**BRIEF:**
All lines before the one containing "are skipped entirely.", plus that line itself, are to be printed exactly as they appear below.

**Collected data entries:**
------------

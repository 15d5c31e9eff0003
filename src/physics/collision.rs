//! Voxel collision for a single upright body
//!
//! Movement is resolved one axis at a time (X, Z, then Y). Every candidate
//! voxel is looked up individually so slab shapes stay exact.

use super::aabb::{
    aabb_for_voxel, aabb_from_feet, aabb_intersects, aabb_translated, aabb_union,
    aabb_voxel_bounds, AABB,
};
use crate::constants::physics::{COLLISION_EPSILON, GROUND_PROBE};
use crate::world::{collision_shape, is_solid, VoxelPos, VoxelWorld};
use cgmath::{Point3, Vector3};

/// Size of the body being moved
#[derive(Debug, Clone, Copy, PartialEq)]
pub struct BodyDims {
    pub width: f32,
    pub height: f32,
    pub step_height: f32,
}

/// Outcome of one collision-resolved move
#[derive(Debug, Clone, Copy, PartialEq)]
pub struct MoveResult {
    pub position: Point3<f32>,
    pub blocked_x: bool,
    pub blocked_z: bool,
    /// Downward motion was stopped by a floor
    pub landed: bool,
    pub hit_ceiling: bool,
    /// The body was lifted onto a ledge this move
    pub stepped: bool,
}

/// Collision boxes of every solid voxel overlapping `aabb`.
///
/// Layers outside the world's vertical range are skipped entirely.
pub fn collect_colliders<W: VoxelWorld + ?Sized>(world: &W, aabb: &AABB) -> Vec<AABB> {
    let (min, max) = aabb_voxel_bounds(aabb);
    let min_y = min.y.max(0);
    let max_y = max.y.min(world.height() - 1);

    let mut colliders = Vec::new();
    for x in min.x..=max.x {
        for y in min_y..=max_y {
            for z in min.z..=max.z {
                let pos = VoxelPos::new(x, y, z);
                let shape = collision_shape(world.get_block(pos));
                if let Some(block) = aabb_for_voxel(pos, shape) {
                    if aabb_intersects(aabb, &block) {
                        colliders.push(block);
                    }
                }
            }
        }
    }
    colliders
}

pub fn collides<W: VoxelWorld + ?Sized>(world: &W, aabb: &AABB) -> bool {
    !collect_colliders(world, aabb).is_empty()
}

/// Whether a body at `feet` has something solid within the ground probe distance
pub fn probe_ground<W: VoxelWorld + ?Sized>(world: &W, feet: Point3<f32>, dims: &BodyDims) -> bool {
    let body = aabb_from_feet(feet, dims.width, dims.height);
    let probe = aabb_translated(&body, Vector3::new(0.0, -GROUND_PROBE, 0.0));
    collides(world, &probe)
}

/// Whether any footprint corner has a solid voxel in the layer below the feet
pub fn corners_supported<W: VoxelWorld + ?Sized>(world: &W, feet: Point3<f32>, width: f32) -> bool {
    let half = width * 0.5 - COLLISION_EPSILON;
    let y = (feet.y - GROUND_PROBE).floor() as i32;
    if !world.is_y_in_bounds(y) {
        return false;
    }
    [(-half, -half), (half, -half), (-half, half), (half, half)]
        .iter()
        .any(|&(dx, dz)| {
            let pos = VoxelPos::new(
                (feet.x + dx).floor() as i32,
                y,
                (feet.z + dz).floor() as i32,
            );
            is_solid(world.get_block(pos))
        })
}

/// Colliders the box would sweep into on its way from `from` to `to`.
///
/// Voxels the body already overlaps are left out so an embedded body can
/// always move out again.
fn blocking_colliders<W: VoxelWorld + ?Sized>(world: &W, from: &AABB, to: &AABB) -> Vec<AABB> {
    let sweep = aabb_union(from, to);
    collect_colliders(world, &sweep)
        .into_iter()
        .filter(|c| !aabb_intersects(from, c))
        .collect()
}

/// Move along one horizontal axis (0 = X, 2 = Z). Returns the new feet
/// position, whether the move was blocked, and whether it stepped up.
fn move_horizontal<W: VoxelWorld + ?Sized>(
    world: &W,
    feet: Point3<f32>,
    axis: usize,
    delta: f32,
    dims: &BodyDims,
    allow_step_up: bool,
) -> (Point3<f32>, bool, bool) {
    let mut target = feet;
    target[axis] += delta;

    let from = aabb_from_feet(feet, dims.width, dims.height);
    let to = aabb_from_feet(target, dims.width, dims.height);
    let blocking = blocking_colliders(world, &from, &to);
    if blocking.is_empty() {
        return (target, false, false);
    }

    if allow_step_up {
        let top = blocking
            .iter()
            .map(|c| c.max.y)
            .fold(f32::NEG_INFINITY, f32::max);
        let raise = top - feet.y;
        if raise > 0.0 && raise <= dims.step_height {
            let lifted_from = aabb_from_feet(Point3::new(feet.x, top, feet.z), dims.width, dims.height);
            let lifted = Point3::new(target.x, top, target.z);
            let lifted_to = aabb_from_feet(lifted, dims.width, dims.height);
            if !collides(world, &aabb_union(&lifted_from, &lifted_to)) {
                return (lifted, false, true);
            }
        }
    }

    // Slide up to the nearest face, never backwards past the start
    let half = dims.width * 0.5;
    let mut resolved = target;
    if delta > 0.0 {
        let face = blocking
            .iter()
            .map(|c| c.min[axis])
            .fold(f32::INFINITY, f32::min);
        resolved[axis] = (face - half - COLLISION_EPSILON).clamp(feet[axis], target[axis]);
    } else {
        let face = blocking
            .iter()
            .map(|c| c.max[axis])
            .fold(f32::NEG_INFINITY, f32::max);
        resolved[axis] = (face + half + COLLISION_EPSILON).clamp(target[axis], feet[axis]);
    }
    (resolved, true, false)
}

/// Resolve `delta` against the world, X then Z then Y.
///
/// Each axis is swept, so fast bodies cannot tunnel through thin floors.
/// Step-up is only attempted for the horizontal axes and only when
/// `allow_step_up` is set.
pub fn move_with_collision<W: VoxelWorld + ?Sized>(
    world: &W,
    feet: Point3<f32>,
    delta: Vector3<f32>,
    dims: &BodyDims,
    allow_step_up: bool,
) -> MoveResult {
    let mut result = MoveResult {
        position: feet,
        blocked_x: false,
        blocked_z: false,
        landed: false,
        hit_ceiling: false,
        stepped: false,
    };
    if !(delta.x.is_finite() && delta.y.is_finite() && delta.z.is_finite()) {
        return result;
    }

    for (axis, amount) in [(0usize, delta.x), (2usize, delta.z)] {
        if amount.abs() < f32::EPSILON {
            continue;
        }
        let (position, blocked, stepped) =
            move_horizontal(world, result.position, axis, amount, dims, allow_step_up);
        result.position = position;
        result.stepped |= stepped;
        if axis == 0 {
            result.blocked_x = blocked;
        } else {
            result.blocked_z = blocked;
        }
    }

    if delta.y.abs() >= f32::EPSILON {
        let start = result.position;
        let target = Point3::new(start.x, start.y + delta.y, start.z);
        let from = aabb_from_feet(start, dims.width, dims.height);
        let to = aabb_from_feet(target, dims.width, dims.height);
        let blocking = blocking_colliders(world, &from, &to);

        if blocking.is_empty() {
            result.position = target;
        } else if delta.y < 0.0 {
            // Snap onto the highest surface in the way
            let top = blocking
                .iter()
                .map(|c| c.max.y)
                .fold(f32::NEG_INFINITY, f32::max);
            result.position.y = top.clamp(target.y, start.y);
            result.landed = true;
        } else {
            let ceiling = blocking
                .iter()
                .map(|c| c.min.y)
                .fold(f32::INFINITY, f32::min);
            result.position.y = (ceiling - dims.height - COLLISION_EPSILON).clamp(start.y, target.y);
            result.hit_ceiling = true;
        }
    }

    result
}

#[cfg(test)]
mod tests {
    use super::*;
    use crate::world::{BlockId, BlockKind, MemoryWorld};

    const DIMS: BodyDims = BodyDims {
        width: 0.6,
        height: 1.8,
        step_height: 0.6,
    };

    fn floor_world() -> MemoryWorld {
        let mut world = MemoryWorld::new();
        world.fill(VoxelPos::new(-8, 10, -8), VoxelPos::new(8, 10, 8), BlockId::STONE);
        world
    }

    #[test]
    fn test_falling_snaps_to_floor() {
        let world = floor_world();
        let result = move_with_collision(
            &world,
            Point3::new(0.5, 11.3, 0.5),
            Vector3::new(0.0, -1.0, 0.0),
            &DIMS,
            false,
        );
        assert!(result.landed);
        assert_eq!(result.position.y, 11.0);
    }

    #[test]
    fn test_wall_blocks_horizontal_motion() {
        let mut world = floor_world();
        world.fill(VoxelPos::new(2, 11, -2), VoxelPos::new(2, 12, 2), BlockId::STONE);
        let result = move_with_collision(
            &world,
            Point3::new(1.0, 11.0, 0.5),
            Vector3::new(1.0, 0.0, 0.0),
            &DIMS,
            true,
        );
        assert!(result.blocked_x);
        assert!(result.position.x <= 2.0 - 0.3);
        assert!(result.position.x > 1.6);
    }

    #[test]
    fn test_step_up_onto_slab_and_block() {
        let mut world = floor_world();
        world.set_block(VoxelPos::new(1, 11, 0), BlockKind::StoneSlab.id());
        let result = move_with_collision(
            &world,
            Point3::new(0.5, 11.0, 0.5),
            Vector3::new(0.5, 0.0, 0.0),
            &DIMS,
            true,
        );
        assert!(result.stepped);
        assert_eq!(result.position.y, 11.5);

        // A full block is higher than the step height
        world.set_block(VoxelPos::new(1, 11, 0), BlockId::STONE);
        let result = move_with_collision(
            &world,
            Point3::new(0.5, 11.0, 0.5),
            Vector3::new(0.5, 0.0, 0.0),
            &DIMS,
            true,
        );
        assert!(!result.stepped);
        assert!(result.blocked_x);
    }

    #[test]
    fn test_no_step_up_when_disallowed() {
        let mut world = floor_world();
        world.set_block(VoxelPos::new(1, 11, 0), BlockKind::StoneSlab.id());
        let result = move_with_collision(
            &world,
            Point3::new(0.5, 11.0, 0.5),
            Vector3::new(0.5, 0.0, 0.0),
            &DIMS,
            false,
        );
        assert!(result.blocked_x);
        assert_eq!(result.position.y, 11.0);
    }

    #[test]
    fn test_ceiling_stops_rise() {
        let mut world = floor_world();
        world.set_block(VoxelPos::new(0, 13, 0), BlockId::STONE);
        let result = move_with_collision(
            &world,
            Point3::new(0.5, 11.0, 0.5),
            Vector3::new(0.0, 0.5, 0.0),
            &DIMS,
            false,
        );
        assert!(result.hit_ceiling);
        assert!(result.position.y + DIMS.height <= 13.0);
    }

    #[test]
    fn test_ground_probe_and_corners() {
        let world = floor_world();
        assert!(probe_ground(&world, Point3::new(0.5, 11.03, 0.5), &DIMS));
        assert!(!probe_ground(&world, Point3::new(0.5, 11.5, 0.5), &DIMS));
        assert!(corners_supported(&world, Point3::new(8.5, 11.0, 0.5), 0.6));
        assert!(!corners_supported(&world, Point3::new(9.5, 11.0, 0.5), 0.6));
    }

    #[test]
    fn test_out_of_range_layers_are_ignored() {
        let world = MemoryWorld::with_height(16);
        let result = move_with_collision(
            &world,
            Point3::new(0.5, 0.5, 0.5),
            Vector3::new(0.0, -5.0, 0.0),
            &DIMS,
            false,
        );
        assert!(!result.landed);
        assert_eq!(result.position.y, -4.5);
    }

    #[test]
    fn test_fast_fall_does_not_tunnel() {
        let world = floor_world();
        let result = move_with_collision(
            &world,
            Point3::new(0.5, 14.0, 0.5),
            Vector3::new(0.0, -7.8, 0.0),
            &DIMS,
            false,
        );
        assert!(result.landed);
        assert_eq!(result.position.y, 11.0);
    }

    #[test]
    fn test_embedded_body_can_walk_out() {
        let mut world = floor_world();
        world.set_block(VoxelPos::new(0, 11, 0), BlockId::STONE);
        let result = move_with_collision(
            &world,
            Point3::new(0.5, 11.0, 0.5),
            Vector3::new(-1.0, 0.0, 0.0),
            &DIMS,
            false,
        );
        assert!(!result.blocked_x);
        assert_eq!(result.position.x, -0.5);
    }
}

------------

**TASK ANSWER:**
repository 15d5c31e9eff0003
filename src/physics/collision.rs
//! Voxel collision for a single upright body
//!
//! Movement is resolved one axis at a time (X, Z, then Y). Every candidate
//! voxel is looked up individually so slab shapes stay exact.

use super::aabb::{
    aabb_for_voxel, aabb_from_feet, aabb_intersects, aabb_translated, aabb_union,
    aabb_voxel_bounds, AABB,
};
use crate::constants::physics::{COLLISION_EPSILON, GROUND_PROBE};
use crate::world::{collision_shape, is_solid, VoxelPos, VoxelWorld};
use cgmath::{Point3, Vector3};

/// Size of the body being moved
#[derive(Debug, Clone, Copy, PartialEq)]
pub struct BodyDims {
    pub width: f32,
    pub height: f32,
    pub step_height: f32,
}

/// Outcome of one collision-resolved move
#[derive(Debug, Clone, Copy, PartialEq)]
pub struct MoveResult {
    pub position: Point3<f32>,
    pub blocked_x: bool,
    pub blocked_z: bool,
    /// Downward motion was stopped by a floor
    pub landed: bool,
    pub hit_ceiling: bool,
    /// The body was lifted onto a ledge this move
    pub stepped: bool,
}

/// Collision boxes of every solid voxel overlapping `aabb`.
///
/// Layers outside the world's vertical range are skipped entirely.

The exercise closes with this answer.